I began to notice a pattern to the various conditions that I was assessing. Many of these patients had chronic pain and chronic fatigue. Some were diagnosed with fibromyalgia and/or chronic fatigue syndrome. A lot of them were also like my cigar lady; sensitive to chemical odors with a heightened sense of smell. Many had a difficult time working because of their sensitivity to the scents worn by others and cleaning products used in a typical office workplace. I started trying to advocate for accommodation or disability on their behalf. To my surprise, I was criticized and vilified by most of my peers, who insisted that there was no scientific evidence to explain their condition other than anxiety or depression, and that the attribution of provocation of symptoms to foods and chemical sensitivities was invalid. I watched how the patients were blamed for their illness, disrespected and denigrated by my peers, some of whom provided their expert opinions to third party insurance companies. I observed many patients’ lives get ruined as they were denied the accommodation and/or disability benefits that should have been rightfully theirs.
Frustrated, I began to look to the medical literature for the evidence required to validate my observations and confirm my opinion that these people were biologically ill. There were no medical search engines available on computers in the late 1980s and early 90s when I first started, so I spent my weekends browsing through the various journals available in the medical library. I could not find much published support then but that was 20 years ago. Times change.
Now, all I have to do is turn on my laptop and within seconds I am in MEDLINE, the search engine of the US National Library of Medicine, the most commonly used premiere biomedical database, and a major source of the primary literature in medicine. The amount of information available these days is astounding. For example, using “indoor air” as a search term instantly produces the abstracts for more than 10,000 papers. Within minutes, I can obtain the complete paper from the medical school library.
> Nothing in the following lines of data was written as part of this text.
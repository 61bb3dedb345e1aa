use crate::domain::ProbeConfig;
use crate::{KeyPairError, ProbeError, Result};
use rustls::crypto::ring::sign::any_supported_type;
use rustls::pki_types::{CertificateDer, PrivateKeyDer};
use rustls::sign::CertifiedKey;
use rustls::{ClientConfig, InconsistentKeys, RootCertStore};
use std::fs;
use std::sync::Arc;
use tracing::{debug, info, warn};

/// Client certificate chain and private key as read from disk, with the key
/// already checked against the leaf certificate.
pub struct ClientIdentity {
    cert_path: String,
    key_path: String,
    cert_chain: Vec<CertificateDer<'static>>,
    key: PrivateKeyDer<'static>,
}

impl ClientIdentity {
    pub fn cert_chain(&self) -> &[CertificateDer<'static>] {
        &self.cert_chain
    }
}

pub fn load_identity(cert_path: &str, key_path: &str) -> Result<ClientIdentity> {
    let fail = |source| ProbeError::credential(cert_path, key_path, source);

    let cert_pem = read_file(cert_path).map_err(fail)?;
    let key_pem = read_file(key_path).map_err(fail)?;

    let cert_chain = rustls_pemfile::certs(&mut cert_pem.as_slice())
        .collect::<std::io::Result<Vec<_>>>()
        .map_err(|source| {
            fail(KeyPairError::Pem {
                path: cert_path.to_string(),
                source,
            })
        })?;
    if cert_chain.is_empty() {
        return Err(fail(KeyPairError::NoCertificate(cert_path.to_string())));
    }

    let key = rustls_pemfile::private_key(&mut key_pem.as_slice())
        .map_err(|source| {
            fail(KeyPairError::Pem {
                path: key_path.to_string(),
                source,
            })
        })?
        .ok_or_else(|| fail(KeyPairError::NoPrivateKey(key_path.to_string())))?;

    let signing_key = any_supported_type(&key).map_err(|e| fail(e.into()))?;
    match CertifiedKey::new(cert_chain.clone(), signing_key).keys_match() {
        // key types whose public half ring cannot derive are left to the handshake
        Ok(()) | Err(rustls::Error::InconsistentKeys(InconsistentKeys::Unknown)) => {}
        Err(e) => return Err(fail(e.into())),
    }

    debug!(
        "Loaded client identity: {} certificate(s) from {}, key from {}",
        cert_chain.len(),
        cert_path,
        key_path
    );

    Ok(ClientIdentity {
        cert_path: cert_path.to_string(),
        key_path: key_path.to_string(),
        cert_chain,
        key,
    })
}

fn read_file(path: &str) -> std::result::Result<Vec<u8>, KeyPairError> {
    fs::read(path).map_err(|source| KeyPairError::Io {
        path: path.to_string(),
        source,
    })
}

/// Builds a trust pool from the PEM certificates in `ca_path`.
///
/// Only an unreadable file is an error. Unparsable sections and certificates the
/// pool refuses are skipped, so the pool may come back empty; the handshake is
/// what fails in that case.
pub fn load_trust_pool(ca_path: &str) -> Result<RootCertStore> {
    info!("CA file: {}", ca_path);

    let pem = fs::read(ca_path).map_err(|source| ProbeError::CaTrustLoad {
        path: ca_path.to_string(),
        source,
    })?;

    let mut parsed = Vec::new();
    for item in rustls_pemfile::certs(&mut pem.as_slice()) {
        match item {
            Ok(cert) => parsed.push(cert),
            Err(e) => {
                warn!("Skipped a malformed PEM section in {}: {}", ca_path, e);
            }
        }
    }

    let mut pool = RootCertStore::empty();
    let (added, ignored) = pool.add_parsable_certificates(parsed);
    if ignored > 0 {
        warn!("Ignored {} unusable certificate(s) in {}", ignored, ca_path);
    }
    if pool.is_empty() {
        warn!("No trusted certificates found in {}", ca_path);
    } else {
        debug!("Trust pool holds {} certificate(s)", added);
    }

    Ok(pool)
}

/// Binds the identity and the pool into one rustls client configuration.
///
/// A rejection from rustls here is reported like any other key pair failure.
pub fn client_config(identity: ClientIdentity, pool: RootCertStore) -> Result<ClientConfig> {
    let ClientIdentity {
        cert_path,
        key_path,
        cert_chain,
        key,
    } = identity;

    let provider = Arc::new(rustls::crypto::ring::default_provider());

    ClientConfig::builder_with_provider(provider)
        .with_safe_default_protocol_versions()
        .and_then(|builder| {
            builder
                .with_root_certificates(pool)
                .with_client_auth_cert(cert_chain, key)
        })
        .map_err(|e| ProbeError::credential(&cert_path, &key_path, e.into()))
}

pub fn build_tls_context(config: &ProbeConfig) -> Result<ClientConfig> {
    let identity = load_identity(&config.client_cert_path, &config.client_key_path)?;
    let pool = load_trust_pool(&config.ca_cert_path)?;
    client_config(identity, pool)
}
This has enabled me to spend countless hours reading and gathering the information that now validates the patients’ experience, providing the evidence that the causes are biological, not psychological.
As a result, requests for this expertise now come from several federal and provincial Ministries of Health, the Canadian Environmental Law Association, the Canadian Transportation Agency and numerous lawyers looking for medical legal expertise to help their clients with personal injuries due to chemical exposures and disability claims due to chronic fatigue syndrome and fibromyalgia. I sit on the Canadian Committee on Indoor Air Quality and Buildings for the National Research Council. In 2003, I was awarded a Fellowship in Family Medicine by my peers for my “contribution to the enhancement of medicine” and I now write and provide accredited workshops on environmental medicine for theCollege of Family Physicians.
In October 2013, a business case proposal for the creation of a Centre of Excellence for Environmental Health was funded by the Ontario Ministry of Health and Long Term Care and submitted to them. I wrote the medical component titled,The Academic and Clinical Perspectives for the Ontario Centre of Excellence in Environmental Health. It contains more than 1100 citations from the medical literature. The proposal is actively supported by theUniversity of Toronto School of Public Health and the Ontario College of Family Physicians.
Indeed, times do change.
The environment is not just making people sick with chemical sensitivities, or chronic fatigue syndrome and fibromyalgia. It is increasing the incidence of multiple chronic illnesses: cardiovascular disease, respiratory illnesses, allergies and autoimmune diseases, chronic kidney disease, neurodegenerative disorders, diabetes, autism and even obesity.